The Savannah College of Art and Design (SCAD) has worked to be a leader in the field of Diversity and Inclusion. For more than 40 years, SCAD president Paula Wallace has committed herself and the institution she founded to helping aspiring creatives from across the world achieve their dreams. She founded the university on the belief that, “Every dream worth having is a dream worth realizing.”
Today, in the face of a changing world, President Wallace and her team are furthering SCAD’s commitment to ensuring diverse voices, perspectives, and artistic expressions are taught and nurtured in the classrooms of Savannah, Atlanta, and beyond. She recently posted to Instagram, “We stand with those who cry out against racial injustice. Our university is fortunate to have a strong Black community to help guide our progress in the struggle to shape the future for good,” and reiterated her commitment to the lives of her students by ending her statement, “We are taking action.”
This summer, SCAD hired a new, Savannah-based executive director of diversity and inclusion, (with plans to hire to hire an Atlanta based leader as well), created 15 new endowed scholarships for Black students, launched the SCADpro Engagements initiative, and awarded seven Rising Star scholarships to high school students in need of support.
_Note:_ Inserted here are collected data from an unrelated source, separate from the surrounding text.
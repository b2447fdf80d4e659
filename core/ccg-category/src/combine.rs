//! Target-driven combination: tries the rules in a fixed order and keeps
//! the first result whose category matches the requested one.

use log::{debug, trace};

use crate::category::Category;
use crate::context::IdContext;
use crate::error::CategoryError;
use crate::parse::CONJ_FEATURE;
use crate::rules;

/// Combines two adjacent categories into `target`.
///
/// Returns `Ok(None)` when no rule yields a category matching `target`.
/// Errors only come from type changes into an unparsable `target`.
pub fn combine(
    ctx: &mut IdContext,
    left: &Category,
    right: &Category,
    target: &str,
) -> Result<Option<Category>, CategoryError> {
    trace!("combine {} + {} => {}", left, right, target);
    let conj_target = target.ends_with(CONJ_FEATURE)
        || (left.cat_string() == "conj" && right.matches_str(target))
        || (right.cat_string() == "conj" && left.matches_str(target));

    let out = if conj_target {
        combine_conjunct(ctx, left, right, target)?
    } else if right.cat_string().ends_with(CONJ_FEATURE) {
        combine_coordination(ctx, left, right, target)?
    } else {
        combine_binary(ctx, left, right, target)?
    };

    match out {
        Some(cat) if !cat.matches_str(target) => {
            debug!("{} + {} gave {}, not {}", left, right, cat, target);
            Ok(None)
        }
        out => Ok(out),
    }
}

/// `conj X => X[conj]` (either order), falling back to a type change into
/// `target`.
fn combine_conjunct(
    ctx: &mut IdContext,
    left: &Category,
    right: &Category,
    target: &str,
) -> Result<Option<Category>, CategoryError> {
    if let Some(mut out) = rules::conjunction(right, left) {
        out.adjust_long_range_lnr();
        if !out.matches_str(target) {
            out = rules::type_changing_rule(ctx, right, target)?;
        }
        out.relabel(target);
        return Ok(Some(out));
    }
    match rules::conjunction(left, right) {
        Some(mut out) => {
            if !out.matches_str(target) {
                out = rules::type_changing_rule(ctx, left, target)?;
            }
            out.relabel(target);
            Ok(Some(out))
        }
        None => Ok(None),
    }
}

/// `X X[conj] => X`, or punctuation absorbing a conjunct. Only the
/// punctuation branch may type-change into `target`.
fn combine_coordination(
    ctx: &mut IdContext,
    left: &Category,
    right: &Category,
    target: &str,
) -> Result<Option<Category>, CategoryError> {
    if let Some(out) = rules::coordinate(left, right) {
        return Ok(Some(out));
    }
    let Some(mut out) = rules::punctuation(right, left) else {
        return Ok(None);
    };
    if !out.matches_str(target) {
        out = rules::type_changing_rule(ctx, left, target)?;
    }
    out.relabel(target);
    Ok(Some(out))
}

fn combine_binary(
    ctx: &mut IdContext,
    left: &Category,
    right: &Category,
    target: &str,
) -> Result<Option<Category>, CategoryError> {
    let applied = rules::forward_application(ctx, left, right)
        .or_else(|| rules::backward_application(ctx, left, right));
    if let Some(mut out) = applied {
        if out.matches_str(target) {
            out.relabel(target);
        }
        return Ok(Some(out));
    }

    if let Some(out) = rules::punctuation(left, right) {
        return retarget(ctx, out, left, target).map(Some);
    }
    if let Some(out) = rules::punctuation(right, left) {
        return retarget(ctx, out, right, target).map(Some);
    }

    // A composition that misses the target falls through to the next rule.
    if let Some(mut out) = rules::forward_composition(ctx, left, right) {
        if out.matches_str(target) {
            out.relabel(target);
            return Ok(Some(out));
        }
        trace!("forward composition gave {}, not {}", out, target);
    }
    if let Some(out) = rules::backward_composition(ctx, left, right) {
        if out.matches_str(target) {
            return Ok(Some(out));
        }
        trace!("backward composition gave {}, not {}", out, target);
    }

    let substituted =
        rules::substitute(ctx, right, left).or_else(|| rules::substitute(ctx, left, right));
    if substituted.is_some() {
        return Ok(substituted);
    }

    if left.cat_string() == target && right.cat_string() == target {
        return Ok(rules::coordinate(left, right));
    }
    Ok(None)
}

/// Type-changes `dtr` into `target` when punctuation left a different
/// category.
fn retarget(ctx: &mut IdContext, out: Category, dtr: &Category, target: &str) -> Result<Category, CategoryError> {
    if out.cat_string() == target {
        Ok(out)
    } else {
        rules::type_changing_rule(ctx, dtr, target)
    }
}

#[cfg(test)]
mod tests {
    use super::*;
    use crate::lexical::lex_cat_at;
    use ccg_protocol::TokenIndex;

    fn word(ctx: &mut IdContext, w: &str, cat: &str, index: u32) -> Category {
        lex_cat_at(ctx, w, cat, TokenIndex::new(index)).unwrap()
    }

    #[test]
    fn test_determiner_noun_phrase() {
        let mut ctx = IdContext::new();
        let the = word(&mut ctx, "the", "NP[nb]/N", 1);
        let dog = word(&mut ctx, "dog", "N", 2);

        let np = combine(&mut ctx, &the, &dog, "NP").unwrap().unwrap();
        assert_eq!(np.cat_string(), "NP");
        assert_eq!(np.head_word(), "dog");
        assert!(np.is_atomic());
    }

    #[test]
    fn test_result_is_relabelled_to_target() {
        let mut ctx = IdContext::new();
        let likes = word(&mut ctx, "likes", "(S[dcl]\\NP)/NP", 2);
        let mary = word(&mut ctx, "Mary", "NP", 3);

        let vp = combine(&mut ctx, &likes, &mary, "S\\NP").unwrap().unwrap();
        assert_eq!(vp.cat_string(), "S\\NP");
        assert_eq!(vp.filled_dependencies().len(), 1);
    }

    #[test]
    fn test_mismatched_target_gives_none() {
        let mut ctx = IdContext::new();
        let likes = word(&mut ctx, "likes", "(S[dcl]\\NP)/NP", 2);
        let mary = word(&mut ctx, "Mary", "NP", 3);

        assert!(combine(&mut ctx, &likes, &mary, "NP").unwrap().is_none());
        assert!(combine(&mut ctx, &mary, &mary, "S").unwrap().is_none());
    }

    #[test]
    fn test_punctuation_is_absorbed() {
        let mut ctx = IdContext::new();
        let s = word(&mut ctx, "rains", "S[dcl]", 1);
        let stop = word(&mut ctx, ".", ".", 2);

        let out = combine(&mut ctx, &s, &stop, "S[dcl]").unwrap().unwrap();
        assert_eq!(out.cat_string(), "S[dcl]");
        assert_eq!(out.head_word(), "rains");
    }

    #[test]
    fn test_coordination_in_two_steps() {
        let mut ctx = IdContext::new();
        let john = word(&mut ctx, "John", "NP", 1);
        let and = word(&mut ctx, "and", "conj", 2);
        let mary = word(&mut ctx, "Mary", "NP", 3);

        let conjunct = combine(&mut ctx, &and, &mary, "NP[conj]").unwrap().unwrap();
        assert_eq!(conjunct.cat_string(), "NP[conj]");

        let both = combine(&mut ctx, &john, &conjunct, "NP").unwrap().unwrap();
        assert_eq!(both.cat_string(), "NP");
        assert_eq!(both.heads().len(), 2);
    }

    #[test]
    fn test_composition_into_target() {
        let mut ctx = IdContext::new();
        let f = word(&mut ctx, "a", "X/Y", 1);
        let g = word(&mut ctx, "b", "Y/Z", 2);

        let out = combine(&mut ctx, &f, &g, "X/Z").unwrap().unwrap();
        assert_eq!(out.cat_string(), "X/Z");
        assert!(combine(&mut ctx, &f, &g, "X/W").unwrap().is_none());
    }

    #[test]
    fn test_bad_conjunct_target_is_an_error() {
        let mut ctx = IdContext::new();
        let and = word(&mut ctx, "and", "conj", 2);
        let mary = word(&mut ctx, "Mary", "NP", 3);

        assert!(combine(&mut ctx, &and, &mary, "(S[conj]").is_err());
    }

    #[test]
    fn test_composition_miss_falls_through_to_backward_composition() {
        let mut ctx = IdContext::new();
        let left = word(&mut ctx, "a", "A/B", 1);
        let right = word(&mut ctx, "b", "B\\A", 2);

        let forward = rules::forward_composition(&mut ctx, &left, &right).unwrap();
        assert_eq!(forward.cat_string(), "A\\A");

        let out = combine(&mut ctx, &left, &right, "B/B").unwrap().unwrap();
        assert_eq!(out.cat_string(), "B/B");
        assert_eq!(out.head_word(), "b");
    }

    #[test]
    fn test_compositions_miss_then_substitution() {
        let mut ctx = IdContext::new();
        let file = word(&mut ctx, "file", "(S\\NP)/NP", 1);
        let without = word(&mut ctx, "without", "((S\\NP)\\(S\\NP))/NP", 2);

        assert!(rules::forward_composition(&mut ctx, &file, &without).is_none());
        assert!(rules::backward_composition(&mut ctx, &file, &without).is_none());

        let out = combine(&mut ctx, &file, &without, "(S\\NP)/NP").unwrap().unwrap();
        assert_eq!(out.cat_string(), "(S\\NP)/NP");
        assert_eq!(out.slash(), Some(ccg_protocol::Slash::Forward));
    }

    #[test]
    fn test_same_string_fallback_coordinates() {
        let mut ctx = IdContext::new();
        let first = word(&mut ctx, "rains", "S[dcl]", 1);
        let second = word(&mut ctx, "pours", "S[dcl]", 2);

        let out = combine(&mut ctx, &first, &second, "S[dcl]").unwrap().unwrap();
        assert_eq!(out.cat_string(), "S[dcl]");
        assert_eq!(out.head_indices(), vec![TokenIndex::new(1), TokenIndex::new(2)]);
        assert!(combine(&mut ctx, &first, &second, "S").unwrap().is_none());
    }

    #[test]
    fn test_coordination_is_not_type_changed() {
        let mut ctx = IdContext::new();
        let john = word(&mut ctx, "John", "NP", 1);
        let and = word(&mut ctx, "and", "conj", 2);
        let mary = word(&mut ctx, "Mary", "NP", 3);

        let conjunct = combine(&mut ctx, &and, &mary, "NP[conj]").unwrap().unwrap();
        assert!(combine(&mut ctx, &john, &conjunct, "S").unwrap().is_none());
    }

    #[test]
    fn test_comma_before_conjunct_is_absorbed() {
        let mut ctx = IdContext::new();
        let comma = word(&mut ctx, ",", ",", 1);
        let and = word(&mut ctx, "and", "conj", 2);
        let mary = word(&mut ctx, "Mary", "NP", 3);

        let conjunct = combine(&mut ctx, &and, &mary, "NP[conj]").unwrap().unwrap();
        let out = combine(&mut ctx, &comma, &conjunct, "NP").unwrap().unwrap();
        assert_eq!(out.cat_string(), "NP");
        assert_eq!(out.head_word(), "Mary");
    }
}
Erina Tandy, the new executive director of diversity and inclusion, has been tasked with ensuring that each of these programs is focused on enriching and strengthening the diversity of the student body and faculty. Before being named to her new position, Tandy served in senior roles in external relations, giving, and community engagement where she developed strong connections with the Black community in Savannah over the past 17 years.
“I’m excited to continue the work we have been doing in our community,” Tandy said in a discussion with President Wallace. “I can’t wait to see the changes we can continue to make through our outreach both naturally and intentionally. This is a big job, but I am confident SCAD is on the right path to making a difference here in Savannah and across our broader community.”
One of the new initiatives Tandy will be overseeing is the development and implementation of diversity and inclusion academic curriculum. SCAD has prided itself on showcasing and uplifting artists and creative voices from across the art world. Going forward, the university will take steps to ensure students learn about the diverse voices that shape culture in a more structured way.
Tandy will also oversee two new outreach and scholarship programs. In June, SCAD announced and awarded 15 newly-endowed scholarships for Black students. These scholarships are long-term investments that will support students today and well into the future. The 2020–21 scholarships for SCAD tuition have been awarded to current and incoming students in recognition of their creativity, talent, and financial need.
SCAD has recognized that scholarships are essential resources for many in their community and believes this program will help diversify and strengthen the Savannah and Atlanta communities for years to come. To date, the university has invested $450,000 in these new scholarships.
The university has also awarded seven Rising Star scholarships to high school students in need of support. The SCAD Rising Star program is an immersive, five-week summer experience allowing rising high school seniors to earn college credits. The program is a pipeline to a future at SCAD and a subsequent competitive creative career.
President Wallace and Tandy are leading the charge, and the entire school community is behind the effort. In a letter to the SCAD community, John Buckovich, VP, SCAD Savannah, Audra Pittman, VP, SCAD Atlanta, and Victor Ermoli, executive director of eLearning, stated: “SCAD is a community of inclusion, acceptance, and love.”